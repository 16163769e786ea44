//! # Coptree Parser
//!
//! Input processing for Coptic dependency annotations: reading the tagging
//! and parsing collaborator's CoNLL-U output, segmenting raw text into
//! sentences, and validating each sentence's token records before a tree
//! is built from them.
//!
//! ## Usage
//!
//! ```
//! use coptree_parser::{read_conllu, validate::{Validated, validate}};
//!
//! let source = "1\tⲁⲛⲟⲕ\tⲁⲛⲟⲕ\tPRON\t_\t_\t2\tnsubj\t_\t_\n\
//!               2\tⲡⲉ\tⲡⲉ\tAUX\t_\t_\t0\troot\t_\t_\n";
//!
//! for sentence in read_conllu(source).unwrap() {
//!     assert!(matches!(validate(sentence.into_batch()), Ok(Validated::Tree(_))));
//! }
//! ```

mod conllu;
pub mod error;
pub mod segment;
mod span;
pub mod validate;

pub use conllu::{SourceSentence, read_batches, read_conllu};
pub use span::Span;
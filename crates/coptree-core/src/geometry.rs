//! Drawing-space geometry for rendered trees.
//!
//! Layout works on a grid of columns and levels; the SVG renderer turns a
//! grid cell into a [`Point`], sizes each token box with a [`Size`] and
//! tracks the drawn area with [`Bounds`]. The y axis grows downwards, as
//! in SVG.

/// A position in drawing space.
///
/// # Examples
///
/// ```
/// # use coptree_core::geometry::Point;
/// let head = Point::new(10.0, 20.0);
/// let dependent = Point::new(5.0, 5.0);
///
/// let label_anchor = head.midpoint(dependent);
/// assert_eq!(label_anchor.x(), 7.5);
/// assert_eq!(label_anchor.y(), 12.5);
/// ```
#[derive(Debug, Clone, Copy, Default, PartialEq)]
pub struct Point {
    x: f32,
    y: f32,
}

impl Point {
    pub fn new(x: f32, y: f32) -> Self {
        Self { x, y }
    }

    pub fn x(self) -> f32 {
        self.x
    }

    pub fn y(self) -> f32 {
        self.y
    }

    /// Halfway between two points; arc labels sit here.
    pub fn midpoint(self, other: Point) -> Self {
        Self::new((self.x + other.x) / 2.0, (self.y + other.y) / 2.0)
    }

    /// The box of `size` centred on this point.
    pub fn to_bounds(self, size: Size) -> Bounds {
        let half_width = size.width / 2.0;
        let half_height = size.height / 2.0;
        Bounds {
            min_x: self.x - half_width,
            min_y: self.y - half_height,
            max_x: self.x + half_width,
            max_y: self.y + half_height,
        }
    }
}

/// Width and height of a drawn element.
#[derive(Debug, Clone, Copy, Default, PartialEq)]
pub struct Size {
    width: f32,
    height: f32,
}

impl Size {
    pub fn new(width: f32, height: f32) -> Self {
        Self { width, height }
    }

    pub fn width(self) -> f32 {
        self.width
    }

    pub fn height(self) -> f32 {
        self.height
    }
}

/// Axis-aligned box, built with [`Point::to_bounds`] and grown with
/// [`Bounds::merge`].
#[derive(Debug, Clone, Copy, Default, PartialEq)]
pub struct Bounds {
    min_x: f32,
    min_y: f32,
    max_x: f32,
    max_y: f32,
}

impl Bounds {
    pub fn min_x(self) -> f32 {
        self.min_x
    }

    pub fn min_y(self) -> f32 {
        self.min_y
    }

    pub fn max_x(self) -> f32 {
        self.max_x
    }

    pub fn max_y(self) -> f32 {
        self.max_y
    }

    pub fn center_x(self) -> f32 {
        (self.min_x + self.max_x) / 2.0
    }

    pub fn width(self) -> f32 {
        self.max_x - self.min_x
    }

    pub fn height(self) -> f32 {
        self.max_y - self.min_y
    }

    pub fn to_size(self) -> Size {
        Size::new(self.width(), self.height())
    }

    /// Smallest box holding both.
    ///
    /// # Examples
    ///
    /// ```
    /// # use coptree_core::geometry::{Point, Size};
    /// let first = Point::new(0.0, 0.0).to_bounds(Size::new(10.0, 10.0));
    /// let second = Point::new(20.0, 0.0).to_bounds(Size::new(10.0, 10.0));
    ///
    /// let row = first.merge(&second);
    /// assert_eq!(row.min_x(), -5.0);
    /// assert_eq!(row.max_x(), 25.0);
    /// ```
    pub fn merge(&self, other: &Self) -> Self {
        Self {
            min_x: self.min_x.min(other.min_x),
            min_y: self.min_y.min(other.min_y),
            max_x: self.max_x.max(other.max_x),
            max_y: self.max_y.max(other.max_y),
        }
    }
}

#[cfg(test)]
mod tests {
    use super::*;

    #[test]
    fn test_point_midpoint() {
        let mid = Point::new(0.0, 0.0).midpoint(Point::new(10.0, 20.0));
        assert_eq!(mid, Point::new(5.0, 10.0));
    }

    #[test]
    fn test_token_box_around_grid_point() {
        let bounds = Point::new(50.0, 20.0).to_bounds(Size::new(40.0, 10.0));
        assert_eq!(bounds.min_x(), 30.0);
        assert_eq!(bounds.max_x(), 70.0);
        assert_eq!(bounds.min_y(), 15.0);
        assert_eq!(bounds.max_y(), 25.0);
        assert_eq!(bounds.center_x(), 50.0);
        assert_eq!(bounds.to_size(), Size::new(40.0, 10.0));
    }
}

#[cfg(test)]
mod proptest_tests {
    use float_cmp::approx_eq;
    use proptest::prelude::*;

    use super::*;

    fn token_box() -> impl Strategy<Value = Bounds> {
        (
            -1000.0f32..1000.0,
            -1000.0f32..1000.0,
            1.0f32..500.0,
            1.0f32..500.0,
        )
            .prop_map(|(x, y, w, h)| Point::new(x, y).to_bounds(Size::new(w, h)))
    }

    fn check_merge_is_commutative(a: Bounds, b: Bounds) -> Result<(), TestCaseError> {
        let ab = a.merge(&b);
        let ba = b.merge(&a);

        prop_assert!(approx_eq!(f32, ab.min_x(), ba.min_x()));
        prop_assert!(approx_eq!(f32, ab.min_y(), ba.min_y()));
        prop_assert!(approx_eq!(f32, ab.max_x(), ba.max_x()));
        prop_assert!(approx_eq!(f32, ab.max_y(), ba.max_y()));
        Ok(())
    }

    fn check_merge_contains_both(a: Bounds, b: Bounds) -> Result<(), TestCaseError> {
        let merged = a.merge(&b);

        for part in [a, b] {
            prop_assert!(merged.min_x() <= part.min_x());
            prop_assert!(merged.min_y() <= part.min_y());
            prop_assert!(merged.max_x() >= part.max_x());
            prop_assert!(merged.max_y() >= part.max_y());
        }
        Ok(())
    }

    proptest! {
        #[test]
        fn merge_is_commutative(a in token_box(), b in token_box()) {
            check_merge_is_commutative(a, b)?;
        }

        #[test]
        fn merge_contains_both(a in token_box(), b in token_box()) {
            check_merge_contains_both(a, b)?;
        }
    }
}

◆ ◆ ◆

## [WHAT IS REQUIRED]
The whole listing should be restated word for word.

## [RESPONSE BELOW]
repository 16163769e786ea44
//! # Coptree Parser
//!
//! Input processing for Coptic dependency annotations: reading the tagging
//! and parsing collaborator's CoNLL-U output, segmenting raw text into
//! sentences, and validating each sentence's token records before a tree
//! is built from them.
//!
//! ## Usage
//!
//! ```
//! use coptree_parser::{read_conllu, validate::{Validated, validate}};
//!
//! let source = "1\tⲁⲛⲟⲕ\tⲁⲛⲟⲕ\tPRON\t_\t_\t2\tnsubj\t_\t_\n\
//!               2\tⲡⲉ\tⲡⲉ\tAUX\t_\t_\t0\troot\t_\t_\n";
//!
//! for sentence in read_conllu(source).unwrap() {
//!     assert!(matches!(validate(sentence.into_batch()), Ok(Validated::Tree(_))));
//! }
//! ```

mod conllu;
pub mod error;
pub mod segment;
mod span;
pub mod validate;

pub use conllu::{SourceSentence, read_batches, read_conllu};
pub use span::Span;
filename crates/coptree-core/src/geometry.rs
//! Drawing-space geometry for rendered trees.
//!
//! Layout works on a grid of columns and levels; the SVG renderer turns a
//! grid cell into a [`Point`], sizes each token box with a [`Size`] and
//! tracks the drawn area with [`Bounds`]. The y axis grows downwards, as
//! in SVG.

/// A position in drawing space.
///
/// # Examples
///
/// ```
/// # use coptree_core::geometry::Point;
/// let head = Point::new(10.0, 20.0);
/// let dependent = Point::new(5.0, 5.0);
///
/// let label_anchor = head.midpoint(dependent);
/// assert_eq!(label_anchor.x(), 7.5);
/// assert_eq!(label_anchor.y(), 12.5);
/// ```
#[derive(Debug, Clone, Copy, Default, PartialEq)]
pub struct Point {
    x: f32,
    y: f32,
}

impl Point {
    pub fn new(x: f32, y: f32) -> Self {
        Self { x, y }
    }

    pub fn x(self) -> f32 {
        self.x
    }

    pub fn y(self) -> f32 {
        self.y
    }

    /// Halfway between two points; arc labels sit here.
    pub fn midpoint(self, other: Point) -> Self {
        Self::new((self.x + other.x) / 2.0, (self.y + other.y) / 2.0)
    }

    /// The box of `size` centred on this point.
    pub fn to_bounds(self, size: Size) -> Bounds {
        let half_width = size.width / 2.0;
        let half_height = size.height / 2.0;
        Bounds {
            min_x: self.x - half_width,
            min_y: self.y - half_height,
            max_x: self.x + half_width,
            max_y: self.y + half_height,
        }
    }
}

/// Width and height of a drawn element.
#[derive(Debug, Clone, Copy, Default, PartialEq)]
pub struct Size {
    width: f32,
    height: f32,
}

impl Size {
    pub fn new(width: f32, height: f32) -> Self {
        Self { width, height }
    }

    pub fn width(self) -> f32 {
        self.width
    }

    pub fn height(self) -> f32 {
        self.height
    }
}

/// Axis-aligned box, built with [`Point::to_bounds`] and grown with
/// [`Bounds::merge`].
#[derive(Debug, Clone, Copy, Default, PartialEq)]
pub struct Bounds {
    min_x: f32,
    min_y: f32,
    max_x: f32,
    max_y: f32,
}

impl Bounds {
    pub fn min_x(self) -> f32 {
        self.min_x
    }

    pub fn min_y(self) -> f32 {
        self.min_y
    }

    pub fn max_x(self) -> f32 {
        self.max_x
    }

    pub fn max_y(self) -> f32 {
        self.max_y
    }

    pub fn center_x(self) -> f32 {
        (self.min_x + self.max_x) / 2.0
    }

    pub fn width(self) -> f32 {
        self.max_x - self.min_x
    }

    pub fn height(self) -> f32 {
        self.max_y - self.min_y
    }

    pub fn to_size(self) -> Size {
        Size::new(self.width(), self.height())
    }

    /// Smallest box holding both.
    ///
    /// # Examples
    ///
    /// ```
    /// # use coptree_core::geometry::{Point, Size};
    /// let first = Point::new(0.0, 0.0).to_bounds(Size::new(10.0, 10.0));
    /// let second = Point::new(20.0, 0.0).to_bounds(Size::new(10.0, 10.0));
    ///
    /// let row = first.merge(&second);
    /// assert_eq!(row.min_x(), -5.0);
    /// assert_eq!(row.max_x(), 25.0);
    /// ```
    pub fn merge(&self, other: &Self) -> Self {
        Self {
            min_x: self.min_x.min(other.min_x),
            min_y: self.min_y.min(other.min_y),
            max_x: self.max_x.max(other.max_x),
            max_y: self.max_y.max(other.max_y),
        }
    }
}

#[cfg(test)]
mod tests {
    use super::*;

    #[test]
    fn test_point_midpoint() {
        let mid = Point::new(0.0, 0.0).midpoint(Point::new(10.0, 20.0));
        assert_eq!(mid, Point::new(5.0, 10.0));
    }

    #[test]
    fn test_token_box_around_grid_point() {
        let bounds = Point::new(50.0, 20.0).to_bounds(Size::new(40.0, 10.0));
        assert_eq!(bounds.min_x(), 30.0);
        assert_eq!(bounds.max_x(), 70.0);
        assert_eq!(bounds.min_y(), 15.0);
        assert_eq!(bounds.max_y(), 25.0);
        assert_eq!(bounds.center_x(), 50.0);
        assert_eq!(bounds.to_size(), Size::new(40.0, 10.0));
    }
}

#[cfg(test)]
mod proptest_tests {
    use float_cmp::approx_eq;
    use proptest::prelude::*;

    use super::*;

    fn token_box() -> impl Strategy<Value = Bounds> {
        (
            -1000.0f32..1000.0,
            -1000.0f32..1000.0,
            1.0f32..500.0,
            1.0f32..500.0,
        )
            .prop_map(|(x, y, w, h)| Point::new(x, y).to_bounds(Size::new(w, h)))
    }

    fn check_merge_is_commutative(a: Bounds, b: Bounds) -> Result<(), TestCaseError> {
        let ab = a.merge(&b);
        let ba = b.merge(&a);

        prop_assert!(approx_eq!(f32, ab.min_x(), ba.min_x()));
        prop_assert!(approx_eq!(f32, ab.min_y(), ba.min_y()));
        prop_assert!(approx_eq!(f32, ab.max_x(), ba.max_x()));
        prop_assert!(approx_eq!(f32, ab.max_y(), ba.max_y()));
        Ok(())
    }

    fn check_merge_contains_both(a: Bounds, b: Bounds) -> Result<(), TestCaseError> {
        let merged = a.merge(&b);

        for part in [a, b] {
            prop_assert!(merged.min_x() <= part.min_x());
            prop_assert!(merged.min_y() <= part.min_y());
            prop_assert!(merged.max_x() >= part.max_x());
            prop_assert!(merged.max_y() >= part.max_y());
        }
        Ok(())
    }

    proptest! {
        #[test]
        fn merge_is_commutative(a in token_box(), b in token_box()) {
            check_merge_is_commutative(a, b)?;
        }

        #[test]
        fn merge_contains_both(a in token_box(), b in token_box()) {
            check_merge_contains_both(a, b)?;
        }
    }
}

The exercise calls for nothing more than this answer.